## Brief
Find every line below with the word "SIGTERM" in it, and copy each one.

[[ The input, beginning ]]

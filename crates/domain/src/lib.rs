//! # appdeploy-domain
//!
//! Domain values shared by every layer of appdeploy:
//!
//! - **Args** - option name to loosely typed value map, with truthiness rules
//! - **Apps** - validated `AppName`s and ordered `AppList`s
//! - **`BasePath`** - the single thing option normalization needs from config
//!
//! ## Dependency Rules
//!
//! - Depends only on `shared`
//! - No I/O

#![deny(clippy::unwrap_used)]
#![deny(clippy::expect_used)]

pub mod apps;
pub mod args;
pub mod error;

pub use apps::{AppList, AppName, BasePath, parse_app_list};
pub use args::{ALL_APPS_KEY, ArgValue, Args, DEFAULT_ENVIRONMENT, ENVIRONMENT_KEY};
pub use error::DomainError;

/// Returns the domain crate version.
#[must_use]
pub const fn domain_crate_version() -> &'static str {
    env!("CARGO_PKG_VERSION")
}
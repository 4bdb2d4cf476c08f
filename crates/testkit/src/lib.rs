//! # appdeploy-testkit
//!
//! Test helpers, in-memory adapters, and fixture paths.
//! This crate depends on `ports` and `shared`.

pub mod errors;
pub mod fixtures;
pub mod in_memory;

/// Returns the testkit crate version.
#[must_use]
pub const fn testkit_crate_version() -> &'static str {
    env!("CARGO_PKG_VERSION")
}
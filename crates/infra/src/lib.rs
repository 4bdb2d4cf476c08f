//! # appdeploy-infra
//!
//! Infrastructure wiring and runtime composition.
//! This crate depends on `app`, `adapters`, `config`, and `shared`.

/// Local CLI orchestration helpers.
pub mod cli_local;
/// Config loading helpers used by CLI surfaces.
pub mod config_check;
/// Environment validation helpers used by CLI surfaces.
pub mod env_check;

pub use cli_local::{
    ConfigSources, ResolveRequest, ResolvedOptions, run_list_apps_local, run_resolve_local,
};
pub use config_check::{ConfigFormat, load_effective_config, render_effective_config};
pub use env_check::{InfraError, InfraResult, parse_env};

/// Returns the infra crate version.
#[must_use]
pub const fn infra_crate_version() -> &'static str {
    env!("CARGO_PKG_VERSION")
}
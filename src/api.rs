//! Shared API types used by the server handlers.
//!
//! These types define the wire contract; handlers convert catalog records
//! into them rather than exposing internal types directly.

use serde::{Deserialize, Serialize};

use crate::catalog::AgentRecord;

// ============================================================================
// Agent Types
// ============================================================================

/// One record in list and detail responses.
#[derive(Debug, Clone, Serialize, Deserialize)]
#[serde(rename_all = "camelCase")]
pub struct AgentView {
    pub id: String,
    pub name: String,
    pub description: String,
    pub status: String,
    pub category: String,
    pub pricing_model: String,
}

impl From<&AgentRecord> for AgentView {
    fn from(record: &AgentRecord) -> Self {
        Self {
            id: record.id.clone(),
            name: record.name.clone(),
            description: record.description.clone(),
            status: record.status.to_string(),
            category: record.category.clone(),
            pricing_model: record.pricing_model.to_string(),
        }
    }
}

/// Response for `GET /api/v1/agents`.
#[derive(Debug, Clone, Serialize, Deserialize)]
pub struct ListAgentsResponse {
    pub agents: Vec<AgentView>,
    /// Size of the unfiltered collection ("showing N of `total`").
    pub total: usize,
}

/// Response for `GET /api/v1/agents/facets`.
#[derive(Debug, Clone, Default, Serialize, Deserialize)]
pub struct FacetsResponse {
    pub statuses: Vec<String>,
    pub categories: Vec<String>,
    pub pricing_models: Vec<String>,
}

/// Response for `POST /api/admin/v1/reload`.
#[derive(Debug, Clone, Serialize, Deserialize)]
pub struct ReloadResponse {
    pub records: usize,
}
use serde::Serialize;

// ============================================================================
// Constants
// ============================================================================

pub const VERSION: &str = env!("CARGO_PKG_VERSION");
pub const COMMIT: &str = match option_env!("BUILD_COMMIT") {
    Some(c) => c,
    None => "unknown",
};
pub const BUILD_DATE: &str = match option_env!("BUILD_DATE") {
    Some(d) => d,
    None => "unknown",
};

/// Get the full version string including commit and build date.
pub fn version_string() -> String {
    format!("{} (commit: {}, built: {})", VERSION, COMMIT, BUILD_DATE)
}

// ============================================================================
// BuildInfo
// ============================================================================

#[derive(Debug, Serialize)]
pub struct BuildInfo {
    pub version: &'static str,
    pub commit: &'static str,
    pub build_date: &'static str,
}

impl BuildInfo {
    #[must_use]
    pub fn new() -> Self {
        Self {
            version: VERSION,
            commit: COMMIT,
            build_date: BUILD_DATE,
        }
    }
}

impl Default for BuildInfo {
    fn default() -> Self {
        Self::new()
    }
}

// ============================================================================
// Tests
// ============================================================================

#[cfg(test)]
mod tests {
    use super::*;

    #[test]
    fn test_build_info_new() {
        let info = BuildInfo::new();
        assert!(!info.version.is_empty());
        assert!(!info.commit.is_empty());
        assert!(!info.build_date.is_empty());
    }

    #[test]
    fn test_version_string_format() {
        let vs = version_string();
        assert!(vs.contains(VERSION));
        assert!(vs.contains("commit:"));
        assert!(vs.contains("built:"));
    }
}
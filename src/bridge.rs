//! One-time hand-off of server-prepared records into the store.

use std::sync::atomic::{AtomicBool, Ordering};

use tracing::info;

use crate::catalog::{AgentRecord, CatalogStore};

/// Seeds the store exactly once per process lifetime.
///
/// The guard lives outside the store so a re-mounted consumer cannot re-seed
/// and silently reset user-applied criteria. An empty collection (upstream
/// load failure) is still seeded: downstream must treat empty as a valid
/// display state, not as loading.
#[derive(Debug, Default)]
pub struct InitialDataBridge {
    seeded: AtomicBool,
}

impl InitialDataBridge {
    pub fn new() -> Self {
        Self::default()
    }

    /// Hand `records` to the store; later calls are no-ops.
    ///
    /// Returns whether this call performed the seed.
    pub async fn seed(&self, store: &CatalogStore, records: Vec<AgentRecord>) -> bool {
        if self.seeded.swap(true, Ordering::SeqCst) {
            return false;
        }
        let count = records.len();
        store.seed_once(records).await;
        info!(records = count, "Seeded catalog");
        true
    }
}
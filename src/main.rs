mod commands;

use std::net::IpAddr;
use std::path::PathBuf;

use anyhow::Result;
use clap::{Parser, Subcommand};
use tracing::error;
use tracing_subscriber::EnvFilter;

// ============================================================================
// CLI Types
// ============================================================================

/// Agentdex - a self-hosted catalog service for AI agent records
#[derive(Parser, Debug)]
#[command(version = agentdex::build_info::VERSION, about, long_about = None)]
struct Cli {
    #[command(subcommand)]
    command: Commands,
}

#[derive(Subcommand, Debug)]
enum Commands {
    /// Start the HTTP server
    Serve {
        /// Path to configuration file
        #[arg(short, long, default_value = "agentdex.yaml")]
        config: String,

        /// Host to bind to (overrides config file)
        #[arg(long)]
        host: Option<IpAddr>,

        /// Port to listen on (overrides config file)
        #[arg(short, long)]
        port: Option<u16>,

        /// Catalog data file (overrides config file)
        #[arg(long)]
        data_file: Option<PathBuf>,
    },

    /// Validate a catalog data file
    Validate {
        /// JSON file holding the record collection
        #[arg(default_value = "agents.json")]
        file: PathBuf,
    },
}

// ============================================================================
// Entry Point
// ============================================================================

#[tokio::main]
async fn main() -> std::process::ExitCode {
    init_tracing();

    match run().await {
        Ok(()) => std::process::ExitCode::SUCCESS,
        Err(e) => {
            error!("{e:#}");
            std::process::ExitCode::FAILURE
        }
    }
}

async fn run() -> Result<()> {
    let cli = Cli::parse();

    match cli.command {
        Commands::Serve {
            config,
            host,
            port,
            data_file,
        } => commands::serve::run(&config, host, port, data_file.as_deref()).await,
        Commands::Validate { file } => commands::validate::run(&file).await,
    }
}

fn init_tracing() {
    let filter = EnvFilter::try_from_default_env().unwrap_or_else(|_| EnvFilter::new("info"));
    tracing_subscriber::fmt().with_env_filter(filter).init();
}
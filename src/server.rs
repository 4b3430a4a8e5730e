use std::sync::Arc;
use std::time::Duration;

use axum::routing::{get, post};
use axum::Router;
use tower_http::timeout::TimeoutLayer;

use crate::catalog::CatalogStore;
use crate::handlers;
use crate::source::RecordSource;

// ============================================================================
// Application State
// ============================================================================

/// Shared application state.
#[derive(Clone)]
pub struct AppState {
    pub store: CatalogStore,
    pub source: Arc<dyn RecordSource>,
    /// Bearer token required on API routes when set.
    pub api_token: Option<String>,
}

// ============================================================================
// Server Setup
// ============================================================================

pub fn build_app(state: AppState, request_timeout_seconds: u64) -> Router {
    let api_v1 = Router::new()
        .route("/agents", get(handlers::v1::list_agents))
        .route("/agents/facets", get(handlers::v1::facets))
        .route("/agents/{id}", get(handlers::v1::get_agent))
        .with_state(state.clone())
        .layer(axum::middleware::from_fn_with_state(
            state.clone(),
            handlers::api_auth::require_api_token,
        ))
        .layer(TimeoutLayer::new(Duration::from_secs(
            request_timeout_seconds,
        )));

    let admin_routes = Router::new()
        .route("/reload", post(handlers::reload))
        .with_state(state.clone())
        .layer(axum::middleware::from_fn_with_state(
            state.clone(),
            handlers::api_auth::require_api_token,
        ));

    Router::new()
        .route("/livez", get(handlers::livez))
        .route("/readyz", get(handlers::readyz))
        .route("/version", get(handlers::version))
        .with_state(state)
        .nest("/api/v1", api_v1)
        .nest("/api/admin/v1", admin_routes)
}
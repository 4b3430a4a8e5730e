//! Configuration loading.

use std::io::ErrorKind;
use std::path::{Path, PathBuf};

use serde::Deserialize;
use thiserror::Error;
use tokio::fs;

// ============================================================================
// Config (root)
// ============================================================================

#[derive(Debug, Default, Deserialize)]
pub struct Config {
    #[serde(default)]
    pub server: ServerConfig,
    #[serde(default)]
    pub catalog: CatalogConfig,
}

#[derive(Debug, Error)]
pub enum ConfigError {
    #[error("failed to read config file: {0}")]
    Io(#[from] std::io::Error),

    #[error("failed to parse config file: {0}")]
    Yaml(#[from] serde_yaml::Error),
}

impl Config {
    /// Load from a YAML file; a missing file yields the defaults.
    pub async fn load(path: impl AsRef<Path>) -> Result<Self, ConfigError> {
        let path = path.as_ref();
        let contents = match fs::read_to_string(path).await {
            Ok(c) => c,
            Err(e) if e.kind() == ErrorKind::NotFound => return Ok(Self::default()),
            Err(e) => return Err(ConfigError::Io(e)),
        };
        Ok(serde_yaml::from_str(&contents)?)
    }
}

// ============================================================================
// ServerConfig
// ============================================================================

#[derive(Debug, Deserialize)]
pub struct ServerConfig {
    #[serde(default = "default_host")]
    pub host: String,
    #[serde(default = "default_port")]
    pub port: u16,
    #[serde(default = "default_request_timeout")]
    pub request_timeout_seconds: u64,
    /// Bearer token required on API routes when set.
    #[serde(default)]
    pub api_token: Option<String>,
}

impl Default for ServerConfig {
    fn default() -> Self {
        Self {
            host: default_host(),
            port: default_port(),
            request_timeout_seconds: default_request_timeout(),
            api_token: None,
        }
    }
}

// ============================================================================
// CatalogConfig
// ============================================================================

#[derive(Debug, Deserialize)]
pub struct CatalogConfig {
    /// JSON file holding the record collection.
    #[serde(default = "default_data_file")]
    pub data_file: PathBuf,
    /// Remote catalog endpoint; takes precedence over `data_file` when set.
    #[serde(default)]
    pub remote_url: Option<String>,
    #[serde(default = "default_fetch_timeout")]
    pub fetch_timeout_seconds: u64,
}

impl Default for CatalogConfig {
    fn default() -> Self {
        Self {
            data_file: default_data_file(),
            remote_url: None,
            fetch_timeout_seconds: default_fetch_timeout(),
        }
    }
}

// ============================================================================
// Private Helpers (Serde Defaults)
// ============================================================================

fn default_host() -> String {
    "0.0.0.0".to_string()
}

fn default_port() -> u16 {
    8080
}

fn default_request_timeout() -> u64 {
    30
}

fn default_data_file() -> PathBuf {
    PathBuf::from("agents.json")
}

fn default_fetch_timeout() -> u64 {
    10
}

// ============================================================================
// Tests
// ============================================================================
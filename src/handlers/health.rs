use axum::extract::State;
use axum::http::StatusCode;
use axum::Json;
use serde::Serialize;

use crate::server::AppState;

pub async fn livez() -> (StatusCode, &'static str) {
    (StatusCode::OK, "ok")
}

#[derive(Serialize)]
pub struct ReadyzResponse {
    pub status: String,
    pub records: usize,
}

pub async fn readyz(State(state): State<AppState>) -> Json<ReadyzResponse> {
    Json(ReadyzResponse {
        status: "ok".to_string(),
        records: state.store.len().await,
    })
}
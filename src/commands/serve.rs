//! HTTP server command implementation.

use std::net::{IpAddr, SocketAddr};
use std::path::Path;
use std::sync::Arc;
use std::time::Duration;

use anyhow::{Context, Result};
use tokio::signal;
use tracing::{error, info};

use agentdex::bridge::InitialDataBridge;
use agentdex::catalog::CatalogStore;
use agentdex::config::Config;
use agentdex::server::{self, AppState};
use agentdex::source::{FileRecordSource, HttpRecordSource, RecordSource, SourceError};

pub async fn run(
    config_path: &str,
    host_override: Option<IpAddr>,
    port_override: Option<u16>,
    data_file_override: Option<&Path>,
) -> Result<()> {
    let mut config = Config::load(config_path).await?;

    // CLI overrides config
    if let Some(host) = host_override {
        config.server.host = host.to_string();
    }
    if let Some(port) = port_override {
        config.server.port = port;
    }
    if let Some(file) = data_file_override {
        config.catalog.data_file = file.to_path_buf();
    }

    let source = build_source(&config)?;

    // Load the initial collection, substituting an empty catalog on failure
    // so the first paint is degraded rather than broken.
    let records = match source.load_all().await {
        Ok(records) => records,
        Err(e) => {
            error!(error = %e, "Failed to load catalog, serving an empty collection");
            Vec::new()
        }
    };

    let store = CatalogStore::new();
    let bridge = InitialDataBridge::new();
    bridge.seed(&store, records).await;

    let state = AppState {
        store,
        source,
        api_token: config.server.api_token.clone(),
    };
    let app = server::build_app(state, config.server.request_timeout_seconds);

    let ip: IpAddr = config.server.host.parse().context("invalid server.host")?;
    let addr = SocketAddr::new(ip, config.server.port);
    let listener = tokio::net::TcpListener::bind(addr)
        .await
        .with_context(|| format!("failed to bind {addr}"))?;

    info!(%addr, "Starting server");
    axum::serve(listener, app)
        .with_graceful_shutdown(shutdown_signal())
        .await?;
    info!("Server stopped");
    Ok(())
}

fn build_source(config: &Config) -> Result<Arc<dyn RecordSource>, SourceError> {
    let source: Arc<dyn RecordSource> = match &config.catalog.remote_url {
        Some(url) => Arc::new(HttpRecordSource::with_timeout(
            url,
            Duration::from_secs(config.catalog.fetch_timeout_seconds),
        )?),
        None => Arc::new(FileRecordSource::new(&config.catalog.data_file)),
    };
    Ok(source)
}

async fn shutdown_signal() {
    let ctrl_c = async {
        signal::ctrl_c()
            .await
            .expect("failed to install Ctrl+C handler");
    };

    #[cfg(unix)]
    let terminate = async {
        signal::unix::signal(signal::unix::SignalKind::terminate())
            .expect("failed to install SIGTERM handler")
            .recv()
            .await;
    };

    #[cfg(not(unix))]
    let terminate = std::future::pending::<()>();

    tokio::select! {
        _ = ctrl_c => info!("Received Ctrl+C, shutting down"),
        _ = terminate => info!("Received SIGTERM, shutting down"),
    }
}
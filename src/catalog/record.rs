//! Catalog record types and load-time batch validation.

use std::collections::HashSet;
use std::fmt;
use std::str::FromStr;

use serde::{Deserialize, Serialize};
use thiserror::Error;

// ============================================================================
// Enumerations
// ============================================================================

/// Lifecycle status of a cataloged agent.
#[derive(
    Debug, Clone, Copy, PartialEq, Eq, PartialOrd, Ord, Hash, Serialize, Deserialize,
)]
pub enum AgentStatus {
    Active,
    Beta,
    Archived,
}

impl AgentStatus {
    pub fn as_str(&self) -> &'static str {
        match self {
            AgentStatus::Active => "Active",
            AgentStatus::Beta => "Beta",
            AgentStatus::Archived => "Archived",
        }
    }
}

impl fmt::Display for AgentStatus {
    fn fmt(&self, f: &mut fmt::Formatter<'_>) -> fmt::Result {
        f.write_str(self.as_str())
    }
}

impl FromStr for AgentStatus {
    type Err = UnknownValue;

    fn from_str(s: &str) -> Result<Self, Self::Err> {
        match s {
            "Active" => Ok(AgentStatus::Active),
            "Beta" => Ok(AgentStatus::Beta),
            "Archived" => Ok(AgentStatus::Archived),
            other => Err(UnknownValue {
                kind: "status",
                value: other.to_string(),
            }),
        }
    }
}

/// How a cataloged agent is priced.
///
/// Serialized with the human-readable wire strings (`"Per-Use"`, `"Free Tier"`)
/// used by the data file.
#[derive(
    Debug, Clone, Copy, PartialEq, Eq, PartialOrd, Ord, Hash, Serialize, Deserialize,
)]
pub enum PricingModel {
    Subscription,
    #[serde(rename = "Per-Use")]
    PerUse,
    #[serde(rename = "Free Tier")]
    FreeTier,
}

impl PricingModel {
    pub fn as_str(&self) -> &'static str {
        match self {
            PricingModel::Subscription => "Subscription",
            PricingModel::PerUse => "Per-Use",
            PricingModel::FreeTier => "Free Tier",
        }
    }
}

impl fmt::Display for PricingModel {
    fn fmt(&self, f: &mut fmt::Formatter<'_>) -> fmt::Result {
        f.write_str(self.as_str())
    }
}

impl FromStr for PricingModel {
    type Err = UnknownValue;

    fn from_str(s: &str) -> Result<Self, Self::Err> {
        match s {
            "Subscription" => Ok(PricingModel::Subscription),
            "Per-Use" => Ok(PricingModel::PerUse),
            "Free Tier" => Ok(PricingModel::FreeTier),
            other => Err(UnknownValue {
                kind: "pricing model",
                value: other.to_string(),
            }),
        }
    }
}

/// A string that is not part of an enumeration's wire vocabulary.
#[derive(Debug, Clone, PartialEq, Eq, Error)]
#[error("unknown {kind} '{value}'")]
pub struct UnknownValue {
    pub kind: &'static str,
    pub value: String,
}

// ============================================================================
// AgentRecord
// ============================================================================

/// One catalog entry. Immutable once loaded; identity is `id`.
#[derive(Debug, Clone, PartialEq, Eq, Serialize, Deserialize)]
#[serde(rename_all = "camelCase")]
pub struct AgentRecord {
    pub id: String,
    pub name: String,
    pub description: String,
    pub status: AgentStatus,
    pub category: String,
    pub pricing_model: PricingModel,
}

// ============================================================================
// Batch Validation
// ============================================================================

/// A record batch that failed load-time validation.
///
/// Validation is all-or-nothing: one bad record rejects the whole batch
/// rather than silently dropping it.
#[derive(Debug, Clone, PartialEq, Eq, Error)]
pub enum RecordBatchError {
    #[error("record {index}: missing or empty field '{field}'")]
    EmptyField { index: usize, field: &'static str },

    #[error("record {index}: duplicate id '{id}'")]
    DuplicateId { index: usize, id: String },
}

/// Validate a loaded batch against the catalog invariants.
///
/// Every string field must be non-empty except `description`, and ids must be
/// unique within the batch.
pub fn validate_records(records: &[AgentRecord]) -> Result<(), RecordBatchError> {
    let mut seen = HashSet::with_capacity(records.len());
    for (index, record) in records.iter().enumerate() {
        if record.id.is_empty() {
            return Err(RecordBatchError::EmptyField { index, field: "id" });
        }
        if record.name.is_empty() {
            return Err(RecordBatchError::EmptyField {
                index,
                field: "name",
            });
        }
        if record.category.is_empty() {
            return Err(RecordBatchError::EmptyField {
                index,
                field: "category",
            });
        }
        if !seen.insert(record.id.as_str()) {
            return Err(RecordBatchError::DuplicateId {
                index,
                id: record.id.clone(),
            });
        }
    }
    Ok(())
}

// ============================================================================
// Tests
// ============================================================================

#[cfg(test)]
mod tests {
    use super::*;

    fn record(id: &str, name: &str) -> AgentRecord {
        AgentRecord {
            id: id.to_string(),
            name: name.to_string(),
            description: "does things".to_string(),
            status: AgentStatus::Active,
            category: "Support".to_string(),
            pricing_model: PricingModel::FreeTier,
        }
    }

    #[test]
    fn record_parses_wire_json() {
        let json = r#"{
            "id": "1",
            "name": "Echo",
            "description": "voice bot",
            "status": "Active",
            "category": "Support",
            "pricingModel": "Free Tier"
        }"#;
        let parsed: AgentRecord = serde_json::from_str(json).unwrap();
        assert_eq!(parsed.id, "1");
        assert_eq!(parsed.status, AgentStatus::Active);
        assert_eq!(parsed.pricing_model, PricingModel::FreeTier);
    }

    #[test]
    fn record_serializes_camel_case_and_wire_strings() {
        let json = serde_json::to_value(record("1", "Echo")).unwrap();
        assert_eq!(json["pricingModel"], "Free Tier");
        assert_eq!(json["status"], "Active");
    }

    #[test]
    fn unknown_status_fails_deserialization() {
        let json = r#"{
            "id": "1",
            "name": "Echo",
            "description": "",
            "status": "Retired",
            "category": "Support",
            "pricingModel": "Subscription"
        }"#;
        assert!(serde_json::from_str::<AgentRecord>(json).is_err());
    }

    #[test]
    fn enum_round_trips_through_strings() {
        for status in [AgentStatus::Active, AgentStatus::Beta, AgentStatus::Archived] {
            assert_eq!(status.as_str().parse::<AgentStatus>().unwrap(), status);
        }
        for pricing in [
            PricingModel::Subscription,
            PricingModel::PerUse,
            PricingModel::FreeTier,
        ] {
            assert_eq!(pricing.as_str().parse::<PricingModel>().unwrap(), pricing);
        }
        assert!("Premium".parse::<PricingModel>().is_err());
    }

    #[test]
    fn validate_accepts_empty_batch() {
        assert!(validate_records(&[]).is_ok());
    }

    #[test]
    fn validate_accepts_empty_description() {
        let mut r = record("1", "Echo");
        r.description = String::new();
        assert!(validate_records(&[r]).is_ok());
    }

    #[test]
    fn validate_rejects_empty_name() {
        let records = vec![record("1", "Echo"), record("2", "")];
        assert_eq!(
            validate_records(&records),
            Err(RecordBatchError::EmptyField {
                index: 1,
                field: "name"
            })
        );
    }

    #[test]
    fn validate_rejects_duplicate_id() {
        let records = vec![record("1", "Echo"), record("1", "Forge")];
        assert_eq!(
            validate_records(&records),
            Err(RecordBatchError::DuplicateId {
                index: 1,
                id: "1".to_string()
            })
        );
    }
}
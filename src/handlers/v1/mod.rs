//! Version 1 API handlers.

mod agents;

pub use agents::{facets, get_agent, list_agents};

[[ The input, end ]]

## Response box
            .expect("failed to install SIGTERM handler")
        _ = terminate => info!("Received SIGTERM, shutting down"),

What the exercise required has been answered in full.